Saad El-Deen says that “50% of divorce cases are caused by marital infidelities, unfortunately, and the other 50% is caused by disagreements”, adding “many divorce cases I encountered, as a must in my work, were based on a fragile marriage that was not established on love or understanding, but the woman had to stay with her husband as imposed by her parents, since they won’t allow her divorce, which they named a (disgrace).”
Saad El-Deen, a graduate of the Faculty of Sharia at the University of Damascus, believes that moral decay that prevailed in our society in the last period, which the media and TV programs played a major role in, affected the Syrian society’s culture and values, which led to a tangible collapse in values and principles for a specific segment of people, the accumulations of this matter played a role in the spread of divorce.
However, she rectifies “awareness is predominant for the majority of the Syrians’ thinking. I have met many cases where a woman endures her husband’s bad temper and ill-treatment, and does not file for a divorce because she is aware of the fact that her children will deviate with the absence of a father monitoring their upbringing.”
Children are the biggest losers
Psychological specialist, Asmaa Rushdi, believes that the “social tragedy” is not limited to the parents, but it goes far beyond that to children who are forced to continue their lives away from one of their parents.
According to Rushdi, children establish new problems they suffer from, varying according to their different ages and to the way parents deal with this incident.
These problems begin with sadness, deteriorating school performance, social difficulties in mingling with friends, all the way to feelings of loneliness and isolation for the children at primary level.
As for teenagers, they may interact with their parents’ divorce with depression that is represented in their concern about their future and inability of getting and keeping a marriage, according to Rushdi.
Rushdi adds that loss of psychological security and the emergence of inner conflicts load a child with aggressive motives against his parents and the rest of the society members, which tremendously affects the child’s personality, creating an unstable and shaky personality.

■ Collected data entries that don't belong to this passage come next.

//! TLS certificate rotation.
//!
//! Rotation is driven by an explicit [`CertRotateAction`]. Appending a new
//! root and removing the old one are standalone steps that return
//! immediately. `ROTATE_CERTS` clears stale client material and then runs the
//! normal installation sequence; `UPDATE_CERT_DIRS` runs the installation
//! sequence without clearing anything. Every primitive is safe to re-run.

use std::fmt;
use std::str::FromStr;

use camino::{Utf8Path, Utf8PathBuf};
use tracing::info;

use crate::error::OpsError;

mod remote;

pub use remote::RemoteCertificateStore;

/// Explicit certificate rotation step.
#[derive(Clone, Copy, Debug, Eq, PartialEq)]
pub enum CertRotateAction {
    /// Trust an additional root alongside the current one.
    AppendNewRootCert,
    /// Clear client material, then install the new certificates.
    RotateCerts,
    /// Drop the superseded root.
    RemoveOldRootCert,
    /// Reinstall certificates into the current directory layout.
    UpdateCertDirs,
}

impl CertRotateAction {
    /// Wire name of the action.
    #[must_use]
    pub const fn as_str(self) -> &'static str {
        match self {
            Self::AppendNewRootCert => "APPEND_NEW_ROOT_CERT",
            Self::RotateCerts => "ROTATE_CERTS",
            Self::RemoveOldRootCert => "REMOVE_OLD_ROOT_CERT",
            Self::UpdateCertDirs => "UPDATE_CERT_DIRS",
        }
    }
}

impl fmt::Display for CertRotateAction {
    fn fmt(&self, f: &mut fmt::Formatter<'_>) -> fmt::Result {
        f.write_str(self.as_str())
    }
}

impl FromStr for CertRotateAction {
    type Err = OpsError;

    fn from_str(value: &str) -> Result<Self, Self::Err> {
        match value {
            "APPEND_NEW_ROOT_CERT" => Ok(Self::AppendNewRootCert),
            "ROTATE_CERTS" => Ok(Self::RotateCerts),
            "REMOVE_OLD_ROOT_CERT" => Ok(Self::RemoveOldRootCert),
            "UPDATE_CERT_DIRS" => Ok(Self::UpdateCertDirs),
            other => Err(OpsError::invalid(format!(
                "unknown certificate rotate action {other}"
            ))),
        }
    }
}

/// How much certificate verification the node skips while installing.
#[derive(Clone, Copy, Debug, Eq, PartialEq)]
pub enum SkipCertValidation {
    /// Skip verification entirely.
    All,
    /// Verify the chain but not the host name.
    Hostname,
}

impl FromStr for SkipCertValidation {
    type Err = OpsError;

    fn from_str(value: &str) -> Result<Self, Self::Err> {
        match value {
            "ALL" => Ok(Self::All),
            "HOSTNAME" => Ok(Self::Hostname),
            other => Err(OpsError::invalid(format!(
                "unknown certificate validation mode {other}"
            ))),
        }
    }
}

/// Where certificate material lives before installation.
#[derive(Clone, Copy, Debug, Default, Eq, PartialEq)]
pub enum CertLocation {
    /// On the machine running the orchestrator; staged over copy-to-temp.
    #[default]
    Local,
    /// Already on the node.
    Remote,
}

/// Root, certificate, and key for one server trust domain.
#[derive(Clone, Debug, Eq, PartialEq)]
pub struct ServerCertMaterial {
    /// Root certificate.
    pub root_cert: Utf8PathBuf,
    /// Server certificate.
    pub server_cert: Utf8PathBuf,
    /// Server private key.
    pub server_key: Utf8PathBuf,
}

/// Client certificate and key.
#[derive(Clone, Debug, Eq, PartialEq)]
pub struct ClientCertMaterial {
    /// Client certificate.
    pub cert: Utf8PathBuf,
    /// Client private key.
    pub key: Utf8PathBuf,
}

/// Remote directories receiving certificate material.
#[derive(Clone, Debug, Eq, PartialEq)]
pub struct CertDirs {
    /// Node-to-node server certificates.
    pub node: String,
    /// Client-to-server server certificates.
    pub client_to_server: String,
    /// Client certificates used by tools on the node.
    pub client: String,
    /// Encryption-at-rest keys.
    pub encryption_keys: String,
}

impl Default for CertDirs {
    fn default() -> Self {
        Self {
            node: String::from("/home/dbnode/tls/node"),
            client_to_server: String::from("/home/dbnode/tls/client-to-server"),
            client: String::from("/home/dbnode/.dbnode"),
            encryption_keys: String::from("/home/dbnode/encryption-keys"),
        }
    }
}

/// Everything needed to rotate or install certificates on one node.
#[derive(Clone, Debug, Default, Eq, PartialEq)]
pub struct CertificateRequest {
    /// Explicit rotation step, if any.
    pub rotate_action: Option<CertRotateAction>,
    /// Root appended by `APPEND_NEW_ROOT_CERT` when no node-to-node
    /// server material accompanies it.
    pub new_root_cert: Option<Utf8PathBuf>,
    /// Node-to-node material, installed when its root is supplied.
    pub node_to_node: Option<ServerCertMaterial>,
    /// Client-to-server material, an independent trust domain.
    pub client_to_server: Option<ServerCertMaterial>,
    /// Client material installed on the node.
    pub client: Option<ClientCertMaterial>,
    /// Encryption-at-rest key file.
    pub encryption_key: Option<Utf8PathBuf>,
    /// Where node-to-node material and the appended root live before
    /// installation.
    pub location: CertLocation,
    /// Where client-to-server material lives before installation.
    pub location_client_to_server: CertLocation,
    /// Verification the node skips; passed through unchanged.
    pub skip_validation: Option<SkipCertValidation>,
    /// Target directories.
    pub dirs: CertDirs,
}

impl CertificateRequest {
    /// Whether the request asks for any certificate work at all.
    #[must_use]
    pub const fn has_work(&self) -> bool {
        self.rotate_action.is_some()
            || self.new_root_cert.is_some()
            || self.node_to_node.is_some()
            || self.client_to_server.is_some()
            || self.client.is_some()
            || self.encryption_key.is_some()
    }

    /// Checks that the action has the material it needs.
    ///
    /// # Errors
    ///
    /// Returns [`OpsError::InvalidRequest`] when appending without a root
    /// certificate, or rotating without any server material.
    pub fn validate(&self) -> Result<(), OpsError> {
        match self.rotate_action {
            Some(CertRotateAction::AppendNewRootCert) if self.appended_root().is_none() => Err(
                OpsError::invalid("APPEND_NEW_ROOT_CERT requires a root certificate"),
            ),
            Some(CertRotateAction::RotateCerts)
                if self.node_to_node.is_none() && self.client_to_server.is_none() =>
            {
                Err(OpsError::invalid(
                    "ROTATE_CERTS requires node-to-node or client-to-server certificates",
                ))
            }
            _ => Ok(()),
        }
    }

    /// Root added by `APPEND_NEW_ROOT_CERT`: the standalone root first,
    /// then the node-to-node root.
    #[must_use]
    pub fn appended_root(&self) -> Option<&Utf8Path> {
        self.new_root_cert.as_deref().or_else(|| {
            self.node_to_node
                .as_ref()
                .map(|material| material.root_cert.as_path())
        })
    }

    /// Root preferred for client certificates, with the location it lives
    /// in: client-to-server first.
    #[must_use]
    pub fn client_root(&self) -> Option<(&Utf8Path, CertLocation)> {
        self.client_to_server
            .as_ref()
            .map(|material| (material.root_cert.as_path(), self.location_client_to_server))
            .or_else(|| {
                self.node_to_node
                    .as_ref()
                    .map(|material| (material.root_cert.as_path(), self.location))
            })
    }
}

/// Result of [`rotate_certificates`].
#[derive(Clone, Copy, Debug, Eq, PartialEq)]
pub enum CertificateOutcome {
    /// A standalone action ran; the caller must stop here.
    ActionCompleted(CertRotateAction),
    /// The installation sequence ran.
    Installed {
        /// Whether this was a `ROTATE_CERTS` rotation.
        rotated: bool,
    },
}

impl CertificateOutcome {
    /// Whether the rest of the configuration must be skipped.
    #[must_use]
    pub const fn short_circuits(self) -> bool {
        matches!(self, Self::ActionCompleted(_))
    }
}

/// Certificate primitives applied to one node.
pub trait CertificateStore {
    /// Adds `root_cert` to the trusted roots in `dir`, keeping the current
    /// root.
    ///
    /// # Errors
    ///
    /// Returns an [`OpsError`] when staging or the remote edit fails.
    fn append_new_root_cert(
        &self,
        root_cert: &Utf8Path,
        location: CertLocation,
        dir: &str,
    ) -> Result<(), OpsError>;

    /// Drops the superseded root from `dir`.
    ///
    /// # Errors
    ///
    /// Returns an [`OpsError`] when the remote edit fails.
    fn remove_old_root_cert(&self, dir: &str) -> Result<(), OpsError>;

    /// Removes stale client material from `dir`.
    ///
    /// # Errors
    ///
    /// Returns an [`OpsError`] when the remote edit fails.
    fn cleanup_client_certs(&self, dir: &str) -> Result<(), OpsError>;

    /// Installs server material into `dir`.
    ///
    /// # Errors
    ///
    /// Returns an [`OpsError`] when staging, installation, or verification
    /// fails.
    fn copy_server_certs(
        &self,
        material: &ServerCertMaterial,
        location: CertLocation,
        dir: &str,
        rotating: bool,
        skip_validation: Option<SkipCertValidation>,
    ) -> Result<(), OpsError>;

    /// Installs client material, trusting `root_cert`, into `dir`.
    ///
    /// # Errors
    ///
    /// Returns an [`OpsError`] when staging or installation fails.
    fn copy_client_certs(
        &self,
        root_cert: &Utf8Path,
        material: &ClientCertMaterial,
        location: CertLocation,
        dir: &str,
    ) -> Result<(), OpsError>;

    /// Installs an encryption-at-rest key into `dir`.
    ///
    /// # Errors
    ///
    /// Returns an [`OpsError`] when staging or installation fails.
    fn install_encryption_key(&self, key: &Utf8Path, dir: &str) -> Result<(), OpsError>;
}

/// Applies `request` through `store`.
///
/// # Errors
///
/// Returns the first [`OpsError`] raised by validation or by the store.
pub fn rotate_certificates<S>(
    store: &S,
    request: &CertificateRequest,
) -> Result<CertificateOutcome, OpsError>
where
    S: CertificateStore + ?Sized,
{
    request.validate()?;
    let mut rotated = false;

    match request.rotate_action {
        Some(action @ CertRotateAction::AppendNewRootCert) => {
            if let Some(root) = request.appended_root() {
                store.append_new_root_cert(root, request.location, &request.dirs.node)?;
            }
            info!(%action, "appended new root certificate");
            return Ok(CertificateOutcome::ActionCompleted(action));
        }
        Some(action @ CertRotateAction::RemoveOldRootCert) => {
            store.remove_old_root_cert(&request.dirs.node)?;
            info!(%action, "removed old root certificate");
            return Ok(CertificateOutcome::ActionCompleted(action));
        }
        Some(CertRotateAction::RotateCerts) => {
            store.cleanup_client_certs(&request.dirs.client)?;
            rotated = true;
        }
        Some(CertRotateAction::UpdateCertDirs) | None => {}
    }

    install(store, request, rotated)?;
    Ok(CertificateOutcome::Installed { rotated })
}

fn install<S>(store: &S, request: &CertificateRequest, rotating: bool) -> Result<(), OpsError>
where
    S: CertificateStore + ?Sized,
{
    if let Some(material) = &request.node_to_node {
        store.copy_server_certs(
            material,
            request.location,
            &request.dirs.node,
            rotating,
            request.skip_validation,
        )?;
    }
    if let Some(material) = &request.client_to_server {
        store.copy_server_certs(
            material,
            request.location_client_to_server,
            &request.dirs.client_to_server,
            rotating,
            request.skip_validation,
        )?;
    }
    if let (Some(client), Some((root, location))) = (&request.client, request.client_root()) {
        store.copy_client_certs(root, client, location, &request.dirs.client)?;
    }
    if let Some(key) = &request.encryption_key {
        store.install_encryption_key(key, &request.dirs.encryption_keys)?;
    }
    Ok(())
}
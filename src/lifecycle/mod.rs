//! Lifecycle orchestration for database nodes.
//!
//! The [`Orchestrator`] sequences Create, Provision, Configure, Control,
//! and Destroy plus the maintenance operations around them. Each call owns
//! its [`ConnectionContext`]; steps run strictly in order and delegate state
//! changes to the cloud API, the task executor, or the remote shell.

use camino::Utf8Path;
use shell_escape::unix::escape;
use tokio::time::sleep;
use tracing::{info, warn};

use crate::cloud::CloudApi;
use crate::config::OpsConfig;
use crate::context::{ConnectionContext, NodeTarget};
use crate::error::OpsError;
use crate::executor::{TaskExecutor, TaskOutput};
use crate::failure::ConsoleLogCapture;
use crate::host::HostInfo;
use crate::reachability::HostWaiter;
use crate::ssh::{RemoteCommandOutput, RemoteShell, SshEndpoint};

mod configure;
mod control;
mod create;
mod destroy;
mod hooks;
mod inspect;
mod maintenance;
mod provision;

pub use configure::{ConfigureOutcome, ConfigureRequest, PackageSource, ProcessType};
pub use control::{ControlOutcome, ProcessControl};
pub use create::{CreateOutput, CreateRequest};
pub use hooks::{ExecutionLang, HookRequest, PRE_NODE_PROVISION};
pub use inspect::HostListing;
pub use maintenance::{ChangeInstanceTypeRequest, RebootRequest};
pub use provision::ProvisionRequest;

/// Drives lifecycle operations against one cloud, executor, and shell.
#[derive(Debug)]
pub struct Orchestrator<C, X, S> {
    cloud: C,
    executor: X,
    shell: S,
    config: OpsConfig,
    console: ConsoleLogCapture,
}

impl<C, X, S> Orchestrator<C, X, S>
where
    C: CloudApi,
    X: TaskExecutor,
    S: RemoteShell,
{
    /// Creates an orchestrator. Console logs go to `config.console_log_dir`.
    pub fn new(cloud: C, executor: X, shell: S, config: OpsConfig) -> Self {
        let console = ConsoleLogCapture::new(config.console_log_dir.clone());
        Self {
            cloud,
            executor,
            shell,
            config,
            console,
        }
    }

    /// Cloud API in use.
    pub const fn cloud(&self) -> &C {
        &self.cloud
    }

    /// Task executor in use.
    pub const fn executor(&self) -> &X {
        &self.executor
    }

    /// Remote shell in use.
    pub const fn shell(&self) -> &S {
        &self.shell
    }

    /// Orchestration settings.
    pub const fn config(&self) -> &OpsConfig {
        &self.config
    }

    pub(crate) const fn waiter(&self) -> HostWaiter<'_, C, S> {
        HostWaiter::new(
            &self.cloud,
            &self.shell,
            self.config.host_wait_policy(),
            self.config.probe_policy(),
            self.config.default_ssh_port,
        )
    }

    pub(crate) async fn lookup(&self, name: &str) -> Result<Option<HostInfo>, OpsError> {
        self.cloud
            .get_host_info(name)
            .await
            .map_err(|err| OpsError::cloud("host lookup", &err))
    }

    pub(crate) async fn require_host(&self, name: &str) -> Result<HostInfo, OpsError> {
        self.lookup(name)
            .await?
            .ok_or_else(|| OpsError::HostNotFound {
                target: name.to_owned(),
            })
    }

    /// Seeds a context for `target` and records the placement of `host`.
    pub(crate) fn host_context(&self, target: &NodeTarget, host: &HostInfo) -> ConnectionContext {
        let mut ctx = target.base_context();
        ctx.apply_host_info(host, self.cloud.name());
        ctx
    }

    pub(crate) fn run_playbook(
        &self,
        playbook: &str,
        ctx: &ConnectionContext,
        host: Option<&HostInfo>,
    ) -> Result<TaskOutput, OpsError> {
        let node = ctx.get_str("instance_name").unwrap_or("localhost");
        info!(playbook, node, "running playbook");
        self.executor
            .run(playbook, ctx, host)
            .map_err(|err| OpsError::executor(playbook, &err))
    }

    pub(crate) fn remote(
        &self,
        target: &str,
        endpoint: &SshEndpoint,
        command: &str,
    ) -> Result<RemoteCommandOutput, OpsError> {
        self.shell
            .execute(endpoint, command)
            .map_err(|err| OpsError::Remote {
                target: target.to_owned(),
                message: err.to_string(),
            })
    }

    /// Runs `command` and reports whether it exited zero.
    fn remote_check(&self, endpoint: &SshEndpoint, command: &str) -> bool {
        self.shell
            .execute(endpoint, command)
            .is_ok_and(|output| output.is_success())
    }

    /// Stages `local` in the remote temp directory.
    ///
    /// Returns the staged path.
    pub(crate) fn stage(
        &self,
        target: &str,
        endpoint: &SshEndpoint,
        local: &Utf8Path,
    ) -> Result<String, OpsError> {
        let transfer_failed = || OpsError::Transfer {
            target: target.to_owned(),
            path: local.to_string(),
        };
        let output = self
            .shell
            .copy_to_tmp(endpoint, local)
            .map_err(|_| transfer_failed())?;
        if !output.is_success() {
            return Err(transfer_failed());
        }
        Ok(self.shell.staged_path(local))
    }

    /// Polls the boot script completion marker, then checks the success
    /// marker unless `tolerate_failure` is set.
    pub(crate) async fn wait_for_boot_script(
        &self,
        target: &str,
        endpoint: &SshEndpoint,
        tolerate_failure: bool,
    ) -> Result<(), OpsError> {
        info!(node = %target, "waiting for the boot script to finish");
        let policy = self.config.boot_script_policy();
        let max_attempts = policy.max_attempts();
        let done = format!(
            "test -e {}",
            escape(self.config.boot_script_done_marker.as_str().into())
        );
        for attempt in 1..=max_attempts {
            if self.remote_check(endpoint, &done) {
                break;
            }
            if attempt < max_attempts {
                sleep(policy.delay_for(attempt)).await;
            }
        }

        if tolerate_failure {
            info!(node = %target, "boot script verification skipped for secondary subnet");
            return Ok(());
        }
        let succeeded = format!(
            "test -e {}",
            escape(self.config.boot_script_success_marker.as_str().into())
        );
        if !self.remote_check(endpoint, &succeeded) {
            return Err(OpsError::BootScript {
                target: target.to_owned(),
            });
        }
        info!(node = %target, "boot script finished");
        Ok(())
    }

    /// Passes `result` through, dumping the console of `target` first when it
    /// is an error.
    pub(crate) async fn with_diagnostics<T>(
        &self,
        target: &str,
        result: Result<T, OpsError>,
    ) -> Result<T, OpsError> {
        if let Err(err) = &result {
            warn!(node = %target, error = %err, kind = %err.kind(), "operation failed");
            self.console.capture(&self.cloud, target).await;
        }
        result
    }
}
//! Tests for the SSH adapter.

use camino::{Utf8Path, Utf8PathBuf};
use rstest::{fixture, rstest};

use super::*;
use crate::test_support::{CommandInvocation, ScriptedRunner};

#[fixture]
fn config() -> SshConfig {
    SshConfig {
        ssh_bin: String::from("ssh"),
        scp_bin: String::from("scp"),
        ssh2_bin: String::from("sshg3"),
        scp2_bin: String::from("scpg3"),
        keygen_bin: String::from("ssh-keygen"),
        batch_mode: true,
        strict_host_key_checking: false,
        known_hosts_file: String::from("/dev/null"),
        connect_timeout_secs: 5,
        remote_tmp_dir: String::from("/tmp"),
    }
}

fn endpoint() -> SshEndpoint {
    SshEndpoint::new("10.0.0.5", 2222, "centos")
        .with_private_key(Some(Utf8PathBuf::from("/keys/node.pem")))
}

#[rstest]
fn execute_builds_openssh_arguments(config: SshConfig) {
    let runner = ScriptedRunner::new();
    runner.push_output(Some(0), "ok\n", "");
    let client = SshClient::new(config, runner.clone())
        .unwrap_or_else(|err| panic!("client should build: {err}"));

    let output = client
        .execute(&endpoint(), "sudo reboot")
        .unwrap_or_else(|err| panic!("execute should run: {err}"));

    assert!(output.is_success());
    let invocations = runner.invocations();
    let command = invocations
        .first()
        .unwrap_or_else(|| panic!("ssh should be invoked"))
        .command_string();
    assert_eq!(
        command,
        "ssh -p 2222 -i /keys/node.pem -o BatchMode=yes -o StrictHostKeyChecking=no \
         -o UserKnownHostsFile=/dev/null -o ConnectTimeout=5 centos@10.0.0.5 sudo reboot"
    );
}

#[rstest]
fn ssh2_endpoints_use_ssh2_binaries(config: SshConfig) {
    let runner = ScriptedRunner::new();
    runner.push_success();
    let client = SshClient::new(config, runner.clone())
        .unwrap_or_else(|err| panic!("client should build: {err}"));

    client
        .copy_to_tmp(&endpoint().with_ssh2(true), Utf8Path::new("/pkgs/db.tar.gz"))
        .unwrap_or_else(|err| panic!("copy should run: {err}"));

    let invocations = runner.invocations();
    let invocation = invocations
        .first()
        .unwrap_or_else(|| panic!("scp should be invoked"));
    assert_eq!(invocation.program, "scpg3");
    assert_eq!(
        invocation.command_string(),
        "scpg3 -P 2222 -K /keys/node.pem -B /pkgs/db.tar.gz centos@10.0.0.5:/tmp"
    );
}

#[rstest]
fn handshake_reports_failure_as_false(config: SshConfig) {
    let runner = ScriptedRunner::new();
    runner.push_output(Some(255), "", "Connection refused");
    let client = SshClient::new(config, runner.clone())
        .unwrap_or_else(|err| panic!("client should build: {err}"));

    assert!(!client.handshake(&endpoint()));
    let invocations = runner.invocations();
    let command = invocations
        .first()
        .unwrap_or_else(|| panic!("ssh should be invoked"))
        .command_string();
    assert!(command.ends_with(&format!("centos@10.0.0.5 {HANDSHAKE_COMMAND}")));
}

#[rstest]
fn handshake_treats_spawn_errors_as_unreachable(config: SshConfig) {
    let client = SshClient::new(config, ScriptedRunner::new())
        .unwrap_or_else(|err| panic!("client should build: {err}"));
    assert!(!client.handshake(&endpoint()));
}

#[rstest]
fn public_key_trims_keygen_output(config: SshConfig) {
    let runner = ScriptedRunner::new();
    runner.push_output(Some(0), "ssh-rsa AAAAB3Nza node\n", "");
    let client = SshClient::new(config, runner.clone())
        .unwrap_or_else(|err| panic!("client should build: {err}"));

    let key = client
        .public_key(Utf8Path::new("/keys/node.pem"))
        .unwrap_or_else(|err| panic!("public key should derive: {err}"));

    assert_eq!(key, "ssh-rsa AAAAB3Nza node");
    let invocations = runner.invocations();
    assert_eq!(
        invocations.first().map(CommandInvocation::command_string),
        Some(String::from("ssh-keygen -y -f /keys/node.pem"))
    );
}

#[rstest]
fn public_key_surfaces_keygen_failure(config: SshConfig) {
    let runner = ScriptedRunner::new();
    runner.push_output(Some(1), "", "load failed");
    let client = SshClient::new(config, runner)
        .unwrap_or_else(|err| panic!("client should build: {err}"));

    let Err(err) = client.public_key(Utf8Path::new("/keys/missing.pem")) else {
        panic!("keygen failure should surface");
    };
    assert!(matches!(err, SshError::CommandFailure { ref stderr, .. } if stderr == "load failed"));
}

#[rstest]
fn rejects_blank_binaries(mut config: SshConfig) {
    config.scp_bin = String::from("  ");
    let Err(err) = SshClient::new(config, ScriptedRunner::new()) else {
        panic!("blank scp should fail");
    };
    assert_eq!(
        err,
        SshError::InvalidConfig {
            field: String::from("scp_bin")
        }
    );
}

#[rstest]
#[case("/var/tmp", "/var/tmp/tune.sh")]
#[case("/var/tmp/", "/var/tmp/tune.sh")]
fn staged_path_follows_remote_tmp_dir(
    mut config: SshConfig,
    #[case] remote_tmp_dir: &str,
    #[case] expected: &str,
) {
    config.remote_tmp_dir = remote_tmp_dir.to_owned();
    let client = SshClient::new(config, ScriptedRunner::new())
        .unwrap_or_else(|err| panic!("client should build: {err}"));

    assert_eq!(client.staged_path(Utf8Path::new("/hooks/tune.sh")), expected);
}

“Violence” and past memories cause the divorce of “Rafif” once she arrived to Germany
Rafif let out a sigh of relief saying “the dream of past years became a reality today, I finally asked for divorce, despite marks of his beating showing on different parts of my body, however, I have taken this step.”
The 29-years-old girl, a Syrian refugee in Germany since a few months, is a married woman and a mother of two children, who have been the obstacle that forestalled any of her attempts to get rid of her husband.
“Marriage is a safety”
Rafif married through her family in a traditional way “I was on my second year of university, Department of English literature. However, getting married and having a baby a year later, cancelled any opportunity for me to continue my study and I was stuck at home.”
Rafif describes her ex-husband saying “he had a temper. He was 13 years older than me and worked at an electronics shop. He hated seeing me talking over the phone to my friends or watching a program, even though he told me otherwise when we were engaged.”
Problems began after their first baby, but her family were the source of her patience, “my mother was a key factor for me to stay married, what else do I want? As she used to say to me, a house, husband and a baby. She used to say that all of my friends would dream of a life like mine. She used to undermine any new problem of any size, repeating that (marriage is a safety).”
Rafif says that “hell” opened in her face, when she asked her husband to continue her university study “my life was so empty; my friends stayed away from me after my marriage, and except for my visit to my family, activities were missing in my life. So I thought that continuing my study is the solution, especially that my specialty does not require attendance.” However, her husband strongly opposed the idea; “he replied saying that I could learn English through the internet and the available sites for learning English, since my time was supposed to be devoted for him and our child, not to mention the (moral decay) in universities.”
Therefore, instead of finishing her study, Rafif had a second child to “fill the void in her life”, as she put it. But things began to change, yet further, they were getting worse, “one time we had a small disagreement, so he started shouting in my face, and when I did not keep it quiet, he attacked me and started beating me up. That was the first time he hit me, but not the last one till soon.”
After five years of marriage, Rafif told her family that she cannot bear living with him, asking them to help her get a divorce and separate from him, “but, as usual, they took his side, because men are a mercy even if they were a coal (an old saying that means no matter how bad man was, having one is mercy), and because there was nothing wrong with him.”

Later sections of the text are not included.